Figure 2. RapiFluor-MS N-glycans at varying mass loads as profiled by HILIC using MS, fluorescence, and UV detection. Analyses were performed with an ACQUITY UPLC H-Class Bio System and a Xevo G2-XS QTof using the RapiFluor-MS N-Glycan Kit , the ACQUITY UPLC Glycan BEH Amide Column, 130Å, 1.7 μm, 2.1 x 150 mm  and the method described in the RapiFluor-MS N-Glycan Kit Care and Use Manual (715004793EN). Samples were injected at varying quantities, corresponding to the N-glycans derived from 0.02, 0.2, 2, and 20 pmols of pooled human IgG (RapiFluor-MS Glycan Performance Test Standard).

Yet, what is of interest here is UV-based detection, for which representative data are shown with the bottom chromatograms. These data clearly demonstrate that RapiFluor-MS labeled glycans can be detected via their UV absorbance, albeit with reduced sensitivity. N-glycans were detectable by UV at a 2 pmol load of an IgG glycan pool with a limit of detection for single species of about 100 fmols. Interestingly, this could be sufficient sensitivity for some applications of released glycan analysis. The GlycoWorks RapiFluor-MS N-Glycan Kit allows for the analysis of 5 pmols up to about 20 pmols of IgG glycans without the need for evaporation and concentration, which helps to make it practical to implement UV detection.

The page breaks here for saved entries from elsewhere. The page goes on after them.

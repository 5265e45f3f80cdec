// SPDX-License-Identifier: Apache-2.0

//! Session gate
//!
//! Middleware in front of every gated route. It reads `connectionId` from the
//! JSON body, checks that it names a live session, and hands the resolved
//! [`SessionId`] to the handler as a request extension. The body is forwarded
//! byte for byte.

use axum::body::{to_bytes, Body};
use axum::extract::{Request, State};
use axum::middleware::Next;
use axum::response::Response;
use serde::Deserialize;
use serde_json::Value as JsonValue;

use super::error::ApiError;
use crate::engine::error::EngineError;
use crate::engine::types::SessionId;
use crate::AppState;

/// Same ceiling axum applies to `Json` bodies by default.
const MAX_BODY_BYTES: usize = 2 * 1024 * 1024;

#[derive(Deserialize)]
#[serde(rename_all = "camelCase")]
struct GateBody {
    #[serde(default)]
    connection_id: Option<JsonValue>,
}

pub async fn session_gate(
    State(state): State<AppState>,
    request: Request,
    next: Next,
) -> Result<Response, ApiError> {
    let (mut parts, body) = request.into_parts();
    let bytes = to_bytes(body, MAX_BODY_BYTES)
        .await
        .map_err(|_| ApiError::validation("Invalid data body"))?;

    let session_id = connection_id(&bytes)?;
    if !state.sessions.session_exists(session_id).await {
        tracing::debug!(session_id = %session_id, path = %parts.uri.path(), "Unknown session");
        return Err(EngineError::session_not_found(session_id.to_string()).into());
    }

    parts.extensions.insert(session_id);
    Ok(next.run(Request::from_parts(parts, Body::from(bytes))).await)
}

/// Missing body or field is a validation error; an id that is not a UUID
/// string is treated like an unknown session.
fn connection_id(body: &[u8]) -> Result<SessionId, ApiError> {
    let parsed: GateBody =
        serde_json::from_slice(body).map_err(|_| ApiError::validation("Invalid data body"))?;

    let raw = parsed
        .connection_id
        .ok_or_else(|| ApiError::validation("Missing connectionId. Connect to the db first"))?;

    raw.as_str()
        .and_then(SessionId::parse)
        .ok_or_else(|| EngineError::session_not_found(raw.to_string()).into())
}

#[cfg(test)]
mod tests {
    use super::*;
    use crate::engine::error::ErrorKind;

    fn kind(body: &str) -> ErrorKind {
        connection_id(body.as_bytes()).unwrap_err().0.kind()
    }

    #[test]
    fn test_missing_or_unparsable_is_validation() {
        assert_eq!(kind(""), ErrorKind::ValidationError);
        assert_eq!(kind("not json"), ErrorKind::ValidationError);
        assert_eq!(kind("[1, 2]"), ErrorKind::ValidationError);
        assert_eq!(kind(r#"{"query": "SELECT 1"}"#), ErrorKind::ValidationError);
        assert_eq!(kind(r#"{"connectionId": null}"#), ErrorKind::ValidationError);
    }

    #[test]
    fn test_malformed_id_is_auth() {
        assert_eq!(kind(r#"{"connectionId": "bogus-id"}"#), ErrorKind::AuthError);
        assert_eq!(kind(r#"{"connectionId": 42}"#), ErrorKind::AuthError);
    }

    #[test]
    fn test_valid_id_parses() {
        let id = SessionId::new();
        let body = format!(r#"{{"connectionId": "{id}", "query": "SELECT 1"}}"#);
        assert_eq!(connection_id(body.as_bytes()).unwrap(), id);
    }
}
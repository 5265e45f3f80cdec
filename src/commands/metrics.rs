//! Health and metrics handlers (ungated).

use axum::extract::State;
use serde::Serialize;

use crate::http::{ApiResponse, ApiResult};
use crate::metrics;
use crate::AppState;

#[derive(Debug, Serialize)]
#[serde(rename_all = "camelCase")]
pub struct HealthResponse {
    pub status: &'static str,
    pub version: &'static str,
    pub driver: &'static str,
    pub uptime_secs: u64,
}

/// GET /health
pub async fn health(State(state): State<AppState>) -> ApiResult {
    let health = HealthResponse {
        status: "ok",
        version: env!("CARGO_PKG_VERSION"),
        driver: state.gateway.driver_id(),
        uptime_secs: state.started_at.elapsed().as_secs(),
    };
    Ok(ApiResponse::data(serde_json::to_value(health)?))
}

/// Aggregates only. Session ids are bearer credentials and never leave the
/// gated endpoints.
#[derive(Debug, Serialize)]
#[serde(rename_all = "camelCase")]
pub struct MetricsResponse {
    pub queries: metrics::QueryMetricsSnapshot,
    pub session_count: usize,
    pub max_sessions: usize,
    pub pool_connections: u64,
    pub pool_idle_connections: u64,
}

/// GET /metrics
pub async fn metrics(State(state): State<AppState>) -> ApiResult {
    let registry = state.sessions.registry();
    let sessions = registry.list().await;
    let response = MetricsResponse {
        queries: metrics::snapshot(),
        session_count: sessions.len(),
        max_sessions: registry.max_sessions(),
        pool_connections: sessions.iter().map(|s| u64::from(s.pool_size)).sum(),
        pool_idle_connections: sessions.iter().map(|s| s.pool_idle as u64).sum(),
    };
    Ok(ApiResponse::data(serde_json::to_value(response)?))
}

Here, a 20 pmol load of IgG glycans was indeed able to produce an adequately sensitive UV profile for relative quantitation. Figure 3A shows a comparison of the 20 pmol IgG N-glycan profile as obtained by UV versus fluorescence detection. Undoubtedly, fluorescence yields a higher quality profile that could more easily support investigations into very low abundance glycans, such as those below 0.1% relative abundance. Nevertheless, as shown in Figure 3B, the UV profile proved to give comparable determinations for species above 0.2% relative abundance.

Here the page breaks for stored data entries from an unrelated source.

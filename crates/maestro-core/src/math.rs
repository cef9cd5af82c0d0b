//! Mathematical utility functions for DSP.
//!
//! Level conversions between decibels and linear gain, plus small
//! time-domain helpers. All functions are allocation-free and suitable
//! for `no_std`.

use libm::{expf, logf};

/// Convert decibels to linear gain.
///
/// # Example
/// ```rust
/// use maestro_core::db_to_linear;
///
/// assert!((db_to_linear(0.0) - 1.0).abs() < 0.001);
/// assert!((db_to_linear(-6.02) - 0.5).abs() < 0.01);
/// ```
#[inline]
pub fn db_to_linear(db: f32) -> f32 {
    // 10^(dB/20) = e^(dB * ln(10)/20)
    const FACTOR: f32 = core::f32::consts::LN_10 / 20.0;
    expf(db * FACTOR)
}

/// Convert linear gain to decibels.
///
/// Input is floored at 1e-10 so silence maps to -200 dB instead of -inf.
///
/// # Example
/// ```rust
/// use maestro_core::linear_to_db;
///
/// assert!((linear_to_db(1.0) - 0.0).abs() < 0.001);
/// assert!((linear_to_db(0.5) - (-6.02)).abs() < 0.01);
/// ```
#[inline]
pub fn linear_to_db(linear: f32) -> f32 {
    // 20 * log10(linear) = 20 * ln(linear) / ln(10)
    const FACTOR: f32 = 20.0 / core::f32::consts::LN_10;
    logf(linear.max(1e-10)) * FACTOR
}

/// Convert a power (energy) quantity to decibels: `10 * log10(power)`.
///
/// Used for energy-ratio comparisons, where the quantity is already a
/// squared magnitude and the 20-dB amplitude scale would double-count.
#[inline]
pub fn power_to_db(power: f32) -> f32 {
    const FACTOR: f32 = 10.0 / core::f32::consts::LN_10;
    logf(power.max(1e-10)) * FACTOR
}

/// Convert milliseconds to a sample count at the given sample rate.
#[inline]
pub fn ms_to_samples(ms: f32, sample_rate: f32) -> usize {
    ((ms * sample_rate) / 1000.0) as usize
}
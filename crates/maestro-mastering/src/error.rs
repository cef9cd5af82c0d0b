//! Error types for the mastering pipeline.

use thiserror::Error;

/// Errors that can occur while mastering a signal.
///
/// Failures are terminal for the whole request: the pipeline never
/// returns partial output and never retries — retries belong to the
/// caller.
#[derive(Debug, Error)]
pub enum MasteringError {
    /// A configuration field is out of range. Rejected before any
    /// processing starts.
    #[error("invalid config: {field}: {reason}")]
    InvalidConfig {
        /// Name of the offending field.
        field: &'static str,
        /// Description of why the value is invalid.
        reason: String,
    },

    /// The signal measures at the silence floor, so a loudness gain is
    /// undefined. The pipeline downgrades this to a pass-through with a
    /// warning rather than failing the request.
    #[error("signal is at the loudness silence floor; normalization gain is undefined")]
    SilentSignal,

    /// A stage produced a non-finite sample. No output is returned.
    #[error("non-finite samples after the {stage} stage")]
    NumericInstability {
        /// Name of the stage that produced the bad samples.
        stage: &'static str,
    },
}

impl MasteringError {
    /// Create an invalid-config error.
    pub fn invalid_config(field: &'static str, reason: impl Into<String>) -> Self {
        MasteringError::InvalidConfig {
            field,
            reason: reason.into(),
        }
    }
}

#[cfg(test)]
mod tests {
    use super::*;

    #[test]
    fn invalid_config_display() {
        let err = MasteringError::invalid_config("compression_ratio", "must be >= 1");
        assert_eq!(
            err.to_string(),
            "invalid config: compression_ratio: must be >= 1"
        );
    }

    #[test]
    fn numeric_instability_names_stage() {
        let err = MasteringError::NumericInstability { stage: "limiter" };
        assert!(err.to_string().contains("limiter"), "got: {err}");
    }

    #[test]
    fn silent_signal_display() {
        let msg = MasteringError::SilentSignal.to_string();
        assert!(msg.contains("silence floor"), "got: {msg}");
    }
}
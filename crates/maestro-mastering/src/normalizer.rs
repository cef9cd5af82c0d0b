//! Integrated-loudness normalization stage.
//!
//! Measures gated integrated loudness, then applies the single static
//! gain that moves it to the config's target. A static gain keeps the
//! signal's dynamics intact; only the overall level shifts.

use crate::config::MasteringConfig;
use crate::error::MasteringError;
use maestro_analysis::{LoudnessMeter, SILENCE_FLOOR_LUFS};
use maestro_core::{AudioSignal, db_to_linear};

/// Result of normalizing one signal.
#[derive(Debug, Clone)]
pub struct NormalizeOutcome {
    /// The normalized (or passed-through) signal.
    pub signal: AudioSignal,
    /// Gain that was applied, in dB. Zero when the input was silent.
    pub gain_db: f32,
    /// True when the input measured at the silence floor and was passed
    /// through untouched.
    pub silent: bool,
}

/// Loudness normalizer.
#[derive(Debug, Clone, Copy, Default)]
pub struct LoudnessNormalizer;

impl LoudnessNormalizer {
    /// Create the normalizer.
    pub fn new() -> Self {
        Self
    }

    /// The gain in dB that would bring `signal` to the config's target.
    ///
    /// Fails with [`MasteringError::SilentSignal`] when the signal
    /// measures at the silence floor, where a correction gain is
    /// undefined.
    pub fn gain_db(
        &self,
        signal: &AudioSignal,
        config: &MasteringConfig,
    ) -> Result<f32, MasteringError> {
        let measured = LoudnessMeter::new().measure(signal);
        if measured <= SILENCE_FLOOR_LUFS {
            return Err(MasteringError::SilentSignal);
        }
        Ok(config.target_lufs - measured)
    }

    /// Normalize the signal, downgrading silence to a warned pass-through.
    pub fn apply(&self, signal: &AudioSignal, config: &MasteringConfig) -> NormalizeOutcome {
        let Ok(gain_db) = self.gain_db(signal, config) else {
            tracing::warn!("input measures at the silence floor; passing through unchanged");
            return NormalizeOutcome {
                signal: signal.clone(),
                gain_db: 0.0,
                silent: true,
            };
        };

        tracing::debug!(gain_db, target_lufs = config.target_lufs, "normalizing");
        NormalizeOutcome {
            signal: signal.scaled(db_to_linear(gain_db)),
            gain_db,
            silent: false,
        }
    }
}
//! Maestro Analysis - Measurement tools for the mastering pipeline
//!
//! This crate provides the analyzers that drive adaptive mastering:
//!
//! - [`fft`] - FFT wrapper with windowing functions
//! - [`spectrum`] - Spectral descriptors (centroid, rolloff, band ratios)
//! - [`dynamics`] - Peak, dynamic range, and compression-ratio estimation
//! - [`loudness`] - ITU-R BS.1770 gated integrated loudness
//! - [`profile`] - Reference profiling, composing the above
//!
//! All analyzers are pure functions of their input buffers: no state is
//! retained across calls, so repeated analysis of the same signal yields
//! bit-identical results and concurrent analysis needs no coordination.
//!
//! # Example
//!
//! ```rust
//! use maestro_analysis::ReferenceProfiler;
//! use maestro_core::AudioSignal;
//!
//! let sine: Vec<f32> = (0..44100)
//!     .map(|i| 0.5 * (2.0 * std::f32::consts::PI * 440.0 * i as f32 / 44100.0).sin())
//!     .collect();
//! let reference = AudioSignal::from_mono(sine, 44100);
//!
//! let profile = ReferenceProfiler::new().profile(&reference);
//! assert!(profile.target_lufs < 0.0);
//! ```

pub mod dynamics;
pub mod fft;
pub mod loudness;
pub mod profile;
pub mod spectrum;

pub use dynamics::{DynamicsAnalyzer, DynamicsProfile, rms, rms_envelope_db};
pub use fft::{Fft, Window};
pub use loudness::{LoudnessMeter, SILENCE_FLOOR_LUFS};
pub use profile::{ReferenceProfile, ReferenceProfiler};
pub use spectrum::{
    SpectralAnalyzer, SpectralProfile, band_energy_ratio, spectral_centroid, spectral_rolloff,
};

Figure 3. Relative quantitation as performed with UV versus fluorescence detection. (A) UV and fluorescence chromatograms obtained for 20 pmols of RapiFluor-MS Glycan Performance Test Standard . (B) Relative abundances of the 19 most abundant glycan species.

Conclusion

The unique properties of the RapiFluor-MS label can be exploited to detect N-glycans by both fluorescence and mass spectrometry, and, as we now show, by UV absorbance. Fluorescence, with its LOD of ≤1 fmol, offers the most robust sensitivity for chromatographic detection. Modern QTof mass spectrometry is sensitive down to quantities of about 10 fmols using analytical scale chromatography. UV detection, meanwhile, produces interpretable signal for a 100 fmol quantity of an individual RapiFluor-MS glycan. While there is an order of magnitude difference among their limits of detection, each detection mode could potentially be implemented to interrogate an N-glycan sample. One advantage that UV absorbance has over fluorescence and MS is that the measured peak heights and areas are comparable between LC systems for a defined separation when corrected for flow cell path length. Such versatile detection can be taken advantage of to troubleshoot instrumentation or to implement released glycan analysis where there may be limited options available for instrumentation.

References

  1. Ohtsubo, K.; Marth, J. D., Glycosylation in cellular mechanisms of health and disease. Cell 2006, 126 (5), 855–67.
  2. Mechref, Y.; Hu, Y.; Garcia, A.; Zhou, S.; Desantos-Garcia, J. L.; Hussein, A., Defining putative glycan cancer biomarkers by MS. Bioanalysis 2012, 4 (20), 2457–69. 
  3. Ruhaak, L. R.; Miyamoto, S.; Lebrilla, C. B., Developments in the identification of glycan biomarkers for the detection of cancer. Mol Cell Proteomics 2013, 12 (4), 846–55.
  4. Dalziel, M.; Crispin, M.; Scanlan, C. N.; Zitzmann, N.; Dwek, R. A., Emerging principles for the therapeutic exploitation of glycosylation. Science 2014, 343 (6166), 1235681.
  5. Beck, A.; Wagner-Rousset, E.; Ayoub, D.; Van Dorsselaer, A.; Sanglier-Cianferani, S., Characterization of therapeutic antibodies and related products. Anal Chem 2013, 85 (2), 715–36.
  6. Mechref, Y.; Hu, Y.; Desantos-Garcia, J. L.; Hussein, A.; Tang, H., Quantitative glycomics strategies. Mol Cell Proteomics 2013, 12 (4), 874–84.
  7. Ruhaak, L. R.; Zauner, G.; Huhn, C.; Bruggink, C.; Deelder, A. M.; Wuhrer, M., Glycan labeling strategies and their use in identification and quantification. Anal Bioanal Chem 2010, 397 (8), 3457–81.